Una bimba che frequenta l’istituto Amerigo Vespucci di Vibo Marina, frazione di Vibo Valentia, è stata morsa da un ragno violino (nome scientifico: Loxosceles rufescens), un aracnide di piccole dimensioni  ma estremamente velenoso che vive prevalentemente nei luoghi tropicali e, più recentemente, anche in Italia, privilegiando i luoghi caldi e afosi. Immediata l'evacuazione dell'ospedale, con la piccola alunna finita in ospedale nel reparto pediatrico dello Jazzolino; sarebbe comunque in buone condizioni di salute. L’episodio è accaduto venerdì scorso all’uscita da scuola e solo oggi, 3 maggio, si è appreso del ricovero della giovane.

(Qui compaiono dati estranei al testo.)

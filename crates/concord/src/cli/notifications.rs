//! `concord notifications`: the acting user's inbox.

use anyhow::Result;
use clap::Subcommand;
use comfy_table::{Cell, Color};
use concord_db::Notification;
use concord_engine::notification_response;
use concord_ids::NotificationId;
use concord_protocol::{CountResponse, MessageResponse, NotificationResponse};

use super::context::{engine_error, with_context, AppContext, GlobalArgs};
use super::output::{format_time, print_json, print_table};

#[derive(Subcommand, Debug, Clone)]
pub enum NotificationAction {
    /// Newest notifications first
    List {
        /// Defaults to the configured notification limit
        #[arg(long)]
        limit: Option<i64>,
    },
    /// Number of unread notifications
    Count,
    /// Mark one notification as read
    Read { id: NotificationId },
    /// Mark every unread notification as read
    ReadAll,
}

pub fn run(global: &GlobalArgs, action: NotificationAction) -> Result<()> {
    with_context(global, |ctx| async move { dispatch(&ctx, action).await })
}

async fn dispatch(ctx: &AppContext, action: NotificationAction) -> Result<()> {
    let actor = ctx.actor().await?;
    let engine = &ctx.engine;

    match action {
        NotificationAction::List { limit } => {
            let notifications = engine
                .notifications(actor.id, limit)
                .await
                .map_err(engine_error)?;
            list_notifications(ctx, &notifications)
        }
        NotificationAction::Count => {
            let count = engine.unread_count(actor.id).await.map_err(engine_error)?;
            if ctx.json {
                print_json(&CountResponse { count })
            } else {
                println!("{} unread", count);
                Ok(())
            }
        }
        NotificationAction::Read { id } => {
            engine.mark_read(actor.id, id).await.map_err(engine_error)?;
            print_message(ctx, MessageResponse::notification_read())
        }
        NotificationAction::ReadAll => {
            let changed = engine.mark_all_read(actor.id).await.map_err(engine_error)?;
            if ctx.json {
                print_json(&serde_json::json!({
                    "message": MessageResponse::all_notifications_read().message,
                    "updated": changed,
                }))
            } else {
                println!("Marked {} notification(s) as read", changed);
                Ok(())
            }
        }
    }
}

fn print_message(ctx: &AppContext, message: MessageResponse) -> Result<()> {
    if ctx.json {
        print_json(&message)
    } else {
        println!("{}", message.message);
        Ok(())
    }
}

fn list_notifications(ctx: &AppContext, notifications: &[Notification]) -> Result<()> {
    if ctx.json {
        let body: Vec<NotificationResponse> =
            notifications.iter().map(notification_response).collect();
        return print_json(&body);
    }
    if notifications.is_empty() {
        println!("No notifications.");
        return Ok(());
    }
    let rows = notifications
        .iter()
        .map(|n| {
            let marker = if n.is_read {
                Cell::new("")
            } else {
                Cell::new("*").fg(Color::Yellow)
            };
            vec![
                marker,
                Cell::new(n.id),
                Cell::new(n.contract_id),
                Cell::new(n.kind.as_str()),
                Cell::new(&n.message),
                Cell::new(format_time(n.created_at)),
            ]
        })
        .collect();
    print_table(&["", "ID", "CONTRACT", "TYPE", "MESSAGE", "WHEN"], rows);
    Ok(())
}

"Ogni settimana sanifichiamo la scuola per via del Covid – afferma la dirigente scolastica – lasciamo però le finestre aperte per far circolare l’aria. Le aule sono disinfettate, mentre fuori c’è molta vegetazione che andrebbe rimossa". Da domani gli alunni saranno in Dad conferma Maria Salvia, "fino a quando sia gli spazi esterni che interni della scuola non verranno bonificati".

Il ragno violino

Si tratta di un ragno che trova spesso rifugio in giardino o dentro anfratti e fessure nelle abitazioni domestiche. Di colore marrone-giallastro, si distingue per le zampe lunghe e una caratteristica macchia che ricorda la forma di un violino. I suoi morsi sono inizialmente asintomatici e non comportano dolore, né alterazioni cutanee. Solo nelle ore successive compare una lesione arrossata con prurito, bruciore e formicolii che nell’arco delle 48-72 ore successive, può diventare necrotica e può ulcerarsi, provocando, in casi estremi, l’amputazione dell’arto interessato o, addirittura, il decesso.